The most frustrating thing about the letter was that last line – “I always loved our discussion about tweets!” What the hell was that about? They never tweeted to each other once! She checked and her father didn’t even have a Twitter account. Tears started to form at the corners of her eyes again. She threw the letter onto the desk and stood up, wiping her eyes. She was getting nowhere, only more and more frustrated.
As she brought her hands down from her face she found herself staring at the huge photo on the wall across from the desk. Her father had bought it several years ago and she never really liked it. She thought her father had paid too much for it at the time. They had argued about it for weeks. Liz thought her father was just buying it to try to get into the pants of the lady who owned the art gallery. He told her she didn’t know art. It soon became a taboo subject. It was a black and white photo of the bottom half of a man’s face. His mouth was wide open and his tongue was sticking out. Standing on his tongue was a small black bird of some sort. At five feet tall and roughly twelve feet long the photo took up most of the wall.

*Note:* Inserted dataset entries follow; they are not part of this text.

// Error Aggregator
// Single-owner accumulation of anomalous-output counters and the error log

use crate::catalog::models::descriptor_key;
use crate::catalog::ParameterAssignment;
use crate::error::{ServiceError, ServiceResult};
use crate::execution::events::{EventSender, ExecutionEvent, ProgressSender};
use crate::execution::worker::JobResult;
use crate::output::JobMetadata;

use serde::{Deserialize, Serialize};
use std::collections::BTreeMap;
use std::fmt;
use std::path::{Path, PathBuf};
use tokio::sync::{mpsc, oneshot};
use tokio::task::JoinHandle;

/// Error log file, written only when anomalies occurred
pub const ERROR_LOG_FILE: &str = "numeric_output_errors.json";

/// Per-descriptor anomaly summary file
pub const ERROR_SUMMARY_FILE: &str = "error_summary.json";

/// Full context of one anomalous-numeric job
#[derive(Debug, Clone, PartialEq, Eq, Serialize, Deserialize)]
pub struct ErrorRecord {
    pub image: String,
    pub descriptor_id: u32,
    pub descriptor_name: String,
    pub parameters: ParameterAssignment,
    pub raw_output: String,
}

impl ErrorRecord {
    pub fn from_result(result: &JobResult) -> Self {
        Self::from_metadata(JobMetadata::for_job(&result.job), &result.stdout)
    }

    /// Record rebuilt from a persisted output file
    pub fn from_metadata(metadata: JobMetadata, raw_output: &str) -> Self {
        Self {
            image: metadata.image,
            descriptor_id: metadata.descriptor_id,
            descriptor_name: metadata.descriptor_name,
            parameters: metadata.parameters,
            raw_output: raw_output.to_string(),
        }
    }

    pub fn descriptor_key(&self) -> String {
        descriptor_key(self.descriptor_id, &self.descriptor_name)
    }
}

/// Point-in-time view of the anomaly counters
#[derive(Debug, Clone, Default, PartialEq, Eq, Serialize, Deserialize)]
pub struct ErrorSnapshot {
    pub total_errors: usize,
    /// Keyed by `"id (name)"`
    pub by_descriptor: BTreeMap<String, usize>,
}

impl fmt::Display for ErrorSnapshot {
    fn fmt(&self, f: &mut fmt::Formatter<'_>) -> fmt::Result {
        write!(f, "{} numeric output error(s)", self.total_errors)?;
        if !self.by_descriptor.is_empty() {
            let parts: Vec<String> = self
                .by_descriptor
                .iter()
                .map(|(key, count)| format!("{}: {}", key, count))
                .collect();
            write!(f, " [{}]", parts.join(", "))?;
        }
        Ok(())
    }
}

/// Anomaly counters plus the ordered error log
#[derive(Debug, Clone, Default, PartialEq, Eq)]
pub struct AggregateState {
    total_errors: usize,
    by_descriptor: BTreeMap<String, usize>,
    records: Vec<ErrorRecord>,
}

impl AggregateState {
    pub fn new() -> Self {
        Self::default()
    }

    /// Apply one anomaly as a single transaction: total counter, descriptor
    /// counter and log append.
    ///
    /// Returns a snapshot when the new total is 1 modulo 10 or when this is the
    /// descriptor's first anomaly.
    pub fn apply(&mut self, record: ErrorRecord) -> Option<ErrorSnapshot> {
        self.total_errors += 1;
        let count = self.by_descriptor.entry(record.descriptor_key()).or_insert(0);
        *count += 1;
        let first_for_descriptor = *count == 1;
        self.records.push(record);

        if self.total_errors % 10 == 1 || first_for_descriptor {
            Some(self.snapshot())
        } else {
            None
        }
    }

    pub fn snapshot(&self) -> ErrorSnapshot {
        ErrorSnapshot {
            total_errors: self.total_errors,
            by_descriptor: self.by_descriptor.clone(),
        }
    }

    pub fn total_errors(&self) -> usize {
        self.total_errors
    }

    pub fn by_descriptor(&self) -> &BTreeMap<String, usize> {
        &self.by_descriptor
    }

    /// Error log in the order anomalies were recorded
    pub fn records(&self) -> &[ErrorRecord] {
        &self.records
    }

    /// Sum of per-descriptor counters equals the total, and every anomaly has a record
    pub fn is_consistent(&self) -> bool {
        self.by_descriptor.values().sum::<usize>() == self.total_errors
            && self.records.len() == self.total_errors
    }

    /// Write the error summary, plus the error log when anomalies occurred.
    ///
    /// Returns the paths written.
    pub async fn persist(&self, output_dir: &Path) -> ServiceResult<Vec<PathBuf>> {
        let mut written = Vec::with_capacity(2);

        if !self.records.is_empty() {
            let path = output_dir.join(ERROR_LOG_FILE);
            let json = serde_json::to_string_pretty(&self.records)?;
            tokio::fs::write(&path, json)
                .await
                .map_err(|e| ServiceError::persistence(&path, e))?;
            written.push(path);
        }

        let path = output_dir.join(ERROR_SUMMARY_FILE);
        let json = serde_json::to_string_pretty(&self.snapshot())?;
        tokio::fs::write(&path, json)
            .await
            .map_err(|e| ServiceError::persistence(&path, e))?;
        written.push(path);

        tracing::info!(
            total_errors = self.total_errors,
            dir = %output_dir.display(),
            "persisted error summary"
        );
        Ok(written)
    }
}

enum Message {
    Record(ErrorRecord),
    Snapshot(oneshot::Sender<ErrorSnapshot>),
}

/// Cloneable handle feeding the aggregation task.
///
/// The task is the only owner of the `AggregateState`, so each anomaly is
/// applied whole before the next message is read.
#[derive(Debug, Clone)]
pub struct Aggregator {
    tx: mpsc::UnboundedSender<Message>,
}

impl fmt::Debug for Message {
    fn fmt(&self, f: &mut fmt::Formatter<'_>) -> fmt::Result {
        match self {
            Message::Record(record) => f.debug_tuple("Record").field(record).finish(),
            Message::Snapshot(_) => f.write_str("Snapshot"),
        }
    }
}

/// Owner side of the aggregation task
pub struct AggregatorTask {
    handle: JoinHandle<AggregateState>,
}

impl Aggregator {
    /// Spawn the aggregation task. Snapshots go to `events` and the log.
    pub fn spawn(events: Option<ProgressSender>) -> (Aggregator, AggregatorTask) {
        let (tx, mut rx) = mpsc::unbounded_channel::<Message>();

        let handle = tokio::spawn(async move {
            let mut state = AggregateState::new();
            while let Some(message) = rx.recv().await {
                match message {
                    Message::Record(record) => {
                        if let Some(snapshot) = state.apply(record) {
                            tracing::info!("{}", snapshot);
                            events.send_event(ExecutionEvent::anomaly_snapshot(snapshot));
                        }
                    }
                    Message::Snapshot(reply) => {
                        let _ = reply.send(state.snapshot());
                    }
                }
            }
            state
        });

        (Aggregator { tx }, AggregatorTask { handle })
    }

    /// Record a job outcome; only anomalous results change the state.
    ///
    /// Returns whether the result was an anomaly.
    pub fn record_outcome(&self, result: &JobResult) -> bool {
        if !result.is_anomalous() {
            return false;
        }
        self.record(ErrorRecord::from_result(result));
        true
    }

    pub fn record(&self, record: ErrorRecord) {
        if self.tx.send(Message::Record(record)).is_err() {
            tracing::error!("aggregator task is gone, anomaly dropped");
        }
    }

    /// Current counters; None once the task has stopped
    pub async fn snapshot(&self) -> Option<ErrorSnapshot> {
        let (reply, rx) = oneshot::channel();
        self.tx.send(Message::Snapshot(reply)).ok()?;
        rx.await.ok()
    }
}

impl AggregatorTask {
    /// Wait for every handle to drop and return the final state
    pub async fn finish(self) -> ServiceResult<AggregateState> {
        self.handle
            .await
            .map_err(|e| ServiceError::Task(format!("aggregator: {}", e)))
    }
}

“Huh,” Liz said to photo, “You look like you’re sending a tweet.”
She suddenly had an idea.
“No. It can’t be. It just can’t be.”
Liz sat back down and after a quick search on her father’s computer found what she was looking for. The name of the photo was “Tweets”.
She walked across the room to have a closer look at the photo. Upon inspection she noticed that the right hand side of the frame was hinged to the wall. She went to the left and side and pulled. Nothing happened. She placed her hand on the glass to give it a gentle push, thinking it was latched somehow. The glass shimmered around her hand and there was a beep and a click. The photo swung away from the wall to reveal a hallway gently sloping down. As she stepped forward lights went on down the length of the hall and a computer voice said –
“Welcome. My condolences on the passing of your father. Please follow the lights. I have much to tell you Miss Wayne.”
Note: For those of you out there who are not a huge nerd/geek like I am you may not ‘get’ the twist to this tale. Allow me to explain – ‘Wayne’ is the last name of Bruce Wayne, a millionaire industrialist who also happens to be Batman.